С самого начала жизни Ницше относился к себе как фигуре трагической – по сути, еще в детстве он создал для себя образ, которому потом следовал всю жизнь. К этому его привели одиночество и тщательно скрываемые последствие детских потрясений. Благодаря более острому и, определенно, более пессимистичному восприятию мира он слишком рано повзрослел и, поскольку не имел настоящих друзей, снова и снова обращался к самому себе, теперь уже с помощью бумаги и чернил. Восприимчив так, как может быть лишь глубоко одинокий и даже брошенный человек, Ницше ко всему обыденному относился с пафосом и едва ли не драматическим восторгом. На непонимание внешнего мира Ницше отвечал отвержением его, а его необычайная эгоцентричность уже позволяла думать о себе если не как о великом мессии, то наверняка как об искрометном таланте, не постижимом окружением из-за психической слабости и природной толстокожести обывателей. Если бы такая самооценка не была рождена в юношеском возрасте, Фридрих неминуемо оказался бы в клинике для душевнобольных или погиб. Один из его биографов Даниэль Галеви указывает, что уже тринадцатилетним подростком Ницше, будучи «опьяненным самим собой, взял перо и в двенадцать дней написал историю своего детства». Привыкший к откровениям с самим собой, Фридрих впервые всерьез прислушался к голосу сердца. Но до рождения идеи еще было чудовищно далеко – пока что стоял вопрос: выжить или погибнуть?
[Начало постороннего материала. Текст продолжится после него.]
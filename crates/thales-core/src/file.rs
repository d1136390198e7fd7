//! Uploaded file payloads.

use bytes::Bytes;

/// A file received as one part of a `multipart/form-data` body.
///
/// File-valued properties receive these directly; they never pass through
/// string conversion.
#[derive(Debug, Clone, PartialEq, Eq)]
pub struct UploadedFile {
    field_name: String,
    file_name: Option<String>,
    content_type: Option<String>,
    data: Bytes,
}

impl UploadedFile {
    /// Creates a new uploaded file.
    #[must_use]
    pub fn new(field_name: impl Into<String>, data: impl Into<Bytes>) -> Self {
        Self {
            field_name: field_name.into(),
            file_name: None,
            content_type: None,
            data: data.into(),
        }
    }

    /// Sets the client-supplied file name.
    #[must_use]
    pub fn with_file_name(mut self, file_name: impl Into<String>) -> Self {
        self.file_name = Some(file_name.into());
        self
    }

    /// Sets the part's content type.
    #[must_use]
    pub fn with_content_type(mut self, content_type: impl Into<String>) -> Self {
        self.content_type = Some(content_type.into());
        self
    }

    /// Returns the form field name the file was sent under.
    #[must_use]
    pub fn field_name(&self) -> &str {
        &self.field_name
    }

    /// Returns the client-supplied file name.
    #[must_use]
    pub fn file_name(&self) -> Option<&str> {
        self.file_name.as_deref()
    }

    /// Returns the part's content type.
    #[must_use]
    pub fn content_type(&self) -> Option<&str> {
        self.content_type.as_deref()
    }

    /// Returns the file contents.
    #[must_use]
    pub fn data(&self) -> &Bytes {
        &self.data
    }

    /// Returns the size of the file in bytes.
    #[must_use]
    pub fn len(&self) -> usize {
        self.data.len()
    }

    /// Returns true if the file is empty.
    #[must_use]
    pub fn is_empty(&self) -> bool {
        self.data.is_empty()
    }
}
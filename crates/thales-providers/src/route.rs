//! Route value provider.

use crate::{PairsValueProvider, ValueProvider, ValueProviderFactory};
use async_trait::async_trait;
use thales_core::{BindError, BindingContext, SourceId};

/// Creates providers over the route values captured by the host router.
///
/// # Example
///
/// ```rust
/// use thales_core::BindingContext;
/// use thales_providers::{RouteProviderFactory, ValueProviderFactory};
///
/// # tokio_test::block_on(async {
/// let ctx = BindingContext::builder().route_value("id", "42").build();
/// let provider = RouteProviderFactory.create(&ctx).await.unwrap();
///
/// assert_eq!(provider.get_values("Id"), vec!["42"]);
/// # });
/// ```
#[derive(Debug, Clone, Copy, Default)]
pub struct RouteProviderFactory;

#[async_trait]
impl ValueProviderFactory for RouteProviderFactory {
    fn source(&self) -> SourceId {
        SourceId::Route
    }

    async fn create(&self, ctx: &BindingContext) -> Result<Box<dyn ValueProvider>, BindError> {
        let pairs = ctx
            .route_values()
            .iter()
            .map(|(k, v)| (k.to_string(), v.to_string()))
            .collect();
        Ok(Box::new(PairsValueProvider::new(SourceId::Route, pairs)))
    }
}

#[cfg(test)]
mod tests {
    use super::*;

    #[tokio::test]
    async fn test_route_values() {
        let ctx = BindingContext::builder()
            .route_value("productId", "7")
            .route_value("slug", "blue-widget")
            .build();

        let provider = RouteProviderFactory.create(&ctx).await.unwrap();

        assert_eq!(provider.source(), &SourceId::Route);
        assert_eq!(provider.get_values("productid"), vec!["7"]);
        assert_eq!(provider.get_values("slug"), vec!["blue-widget"]);
        assert!(provider.get_values("missing").is_empty());
    }
}
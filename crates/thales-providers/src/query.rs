//! Query string value provider.

use crate::{PairsValueProvider, ValueProvider, ValueProviderFactory};
use async_trait::async_trait;
use thales_core::{BindError, BindingContext, SourceId};

/// Creates providers over the URL query string.
///
/// Repeated keys are preserved in order, so `?tag=a&tag=b` yields
/// `["a", "b"]` for `tag`.
///
/// # Example
///
/// ```rust
/// use http::Uri;
/// use thales_core::BindingContext;
/// use thales_providers::{QueryStringProviderFactory, ValueProviderFactory};
///
/// # tokio_test::block_on(async {
/// let ctx = BindingContext::builder()
///     .uri(Uri::from_static("/items?tag=a&tag=b&q=hello+world"))
///     .build();
/// let provider = QueryStringProviderFactory.create(&ctx).await.unwrap();
///
/// assert_eq!(provider.get_values("tag"), vec!["a", "b"]);
/// assert_eq!(provider.get_values("q"), vec!["hello world"]);
/// # });
/// ```
#[derive(Debug, Clone, Copy, Default)]
pub struct QueryStringProviderFactory;

/// Decodes `application/x-www-form-urlencoded` pairs, keeping repeated keys.
pub(crate) fn decode_pairs(encoded: &str) -> Result<Vec<(String, String)>, String> {
    serde_urlencoded::from_str::<Vec<(String, String)>>(encoded).map_err(|e| e.to_string())
}

#[async_trait]
impl ValueProviderFactory for QueryStringProviderFactory {
    fn source(&self) -> SourceId {
        SourceId::QueryString
    }

    async fn create(&self, ctx: &BindingContext) -> Result<Box<dyn ValueProvider>, BindError> {
        let query = ctx.query_string().unwrap_or("");

        let pairs = match decode_pairs(query) {
            Ok(pairs) => pairs,
            Err(reason) => {
                tracing::debug!(%reason, "ignoring undecodable query string");
                Vec::new()
            }
        };

        Ok(Box::new(PairsValueProvider::new(SourceId::QueryString, pairs)))
    }
}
С юного возраста Фридрих требовал от себя доказательств своей исключительности – его грудь распирали навязчивые и стремительные желания выделяться. Сублимированная форма самовыражения порой приобретала у Ницше сумасбродные и даже опасные формы: когда однажды, узнав душещипательную историю о древнеримском воине Муции Сцеволе, что сунул руку в костер в доказательство психологического превосходства римлян, ученики подвергли сомнению правдивость этой истории, Фридрих демонстративно вынул из печи раскаленный уголь и положил себе на ладонь. Жуткий шрам остался у него на всю жизнь, напоминая… о собственном превосходстве над обычными людьми.
Восприимчивость мальчика изумляла, как будто он был не от мира сего. Разумеется, книги сыграли в этом не последнюю роль, закрепив перенесенные в детстве нервные потрясения. Фридрих проглатывал книги с безумной необъяснимой страстью, легко поддаваясь накалу сюжета. Но уже очень скоро его начинают волновать прикладные вещи, близкие к науке, отвечающие на многие вопросы, на которые, как он уже выяснил, живущие рядом с ним люди не имеют убедительных ответов. Юный Ницше добирается до Гумбольдта. Дальше идут Шиллер, Байрон, Гельдерлин, Платон и, наконец, Шопенгауэр. Не считая всего попутного. Не считая выполнения собственного плана занятий, куда включен целый список наук, которые Фридрих самостоятельно перепахивает, сознательно поглощая все достигнутое человечеством до него и превращая груды несвязанных, разрозненных познаний в единую цепь четкого собственного представления о мире. Это было начало виртуозного и непостижимого ницшеанского синтеза, свойственного лишь тем людям, которые оказались способными, поглощая стремительные и не имеющие границ источники знаний, все подвергать сомнению и собственному анализу. Его стимулирует музыка и поэзия, придающая еще большую тонкость и изысканность в общении с окружающим миром. Но главным неизменно остаются вопросы и ответы. Словно чутьем, он находил самые лучшие книги, связывал несвязуемое и пропускал через себя, казалось бы, то, что невозможно синтезировать. Но все же не находил ответов на большинство из мучивших его проблем. Может быть, именно это заставило его написать много лет спустя: «Невозможно найти другую книгу, которая учила бы нас так многому, как та, над которой работаем мы».